WHAT YOU NEED TO DO:
For every line in the material, print that line exactly.

---*---

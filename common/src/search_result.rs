use serde::{Deserialize, Serialize};

use crate::query_state::QueryState;

/// How much of a result set the viewer may see. Decided by the catalog
/// service per response, never changed locally.
#[derive(Debug, Clone, Copy, PartialEq, Eq, Hash, Serialize, Deserialize, Default)]
pub enum AccessLevel {
    #[default]
    Anonymous,
    Limited,
    Full,
}

#[derive(Debug, Clone, PartialEq, Serialize, Deserialize)]
pub struct ListingSummary {
    pub id: String,
    pub title: String,
    pub start_price: Option<u64>,
    pub bidding_type: Option<String>,
    pub categories: Vec<String>,
    pub image_url: Option<String>,
    pub coordinates: Option<Coordinates>,
}

#[derive(Debug, Clone, Copy, PartialEq, Serialize, Deserialize)]
pub struct Coordinates {
    pub latitude: f64,
    pub longitude: f64,
}

/// One resolved catalog query. Replaced wholesale by the next applied result.
#[derive(Debug, Clone, PartialEq, Serialize, Deserialize)]
pub struct FetchResult {
    /// The state this result was requested for.
    pub query: QueryState,
    /// Server order, stable only within this result.
    pub items: Vec<ListingSummary>,
    pub total_count: u64,
    pub total_pages: u64,
    pub access_level: AccessLevel,
    /// How many listings of the whole result the viewer may open, when the
    /// service reports it for restricted tiers.
    pub visible_count: Option<u64>,
}

impl FetchResult {
    pub fn empty(query: QueryState) -> Self {
        Self {
            query,
            items: vec![],
            total_count: 0,
            total_pages: 0,
            access_level: AccessLevel::default(),
            visible_count: None,
        }
    }
}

---*---

TASK OUTPUT:
filename common/src/search_result.rs
use serde::{Deserialize, Serialize};

use crate::query_state::QueryState;

/// How much of a result set the viewer may see. Decided by the catalog
/// service per response, never changed locally.
#[derive(Debug, Clone, Copy, PartialEq, Eq, Hash, Serialize, Deserialize, Default)]
pub enum AccessLevel {
    #[default]
    Anonymous,
    Limited,
    Full,
}

#[derive(Debug, Clone, PartialEq, Serialize, Deserialize)]
pub struct ListingSummary {
    pub id: String,
    pub title: String,
    pub start_price: Option<u64>,
    pub bidding_type: Option<String>,
    pub categories: Vec<String>,
    pub image_url: Option<String>,
    pub coordinates: Option<Coordinates>,
}

#[derive(Debug, Clone, Copy, PartialEq, Serialize, Deserialize)]
pub struct Coordinates {
    pub latitude: f64,
    pub longitude: f64,
}

/// One resolved catalog query. Replaced wholesale by the next applied result.
#[derive(Debug, Clone, PartialEq, Serialize, Deserialize)]
pub struct FetchResult {
    /// The state this result was requested for.
    pub query: QueryState,
    /// Server order, stable only within this result.
    pub items: Vec<ListingSummary>,
    pub total_count: u64,
    pub total_pages: u64,
    pub access_level: AccessLevel,
    /// How many listings of the whole result the viewer may open, when the
    /// service reports it for restricted tiers.
    pub visible_count: Option<u64>,
}

impl FetchResult {
    pub fn empty(query: QueryState) -> Self {
        Self {
            query,
            items: vec![],
            total_count: 0,
            total_pages: 0,
            access_level: AccessLevel::default(),
            visible_count: None,
        }
    }
}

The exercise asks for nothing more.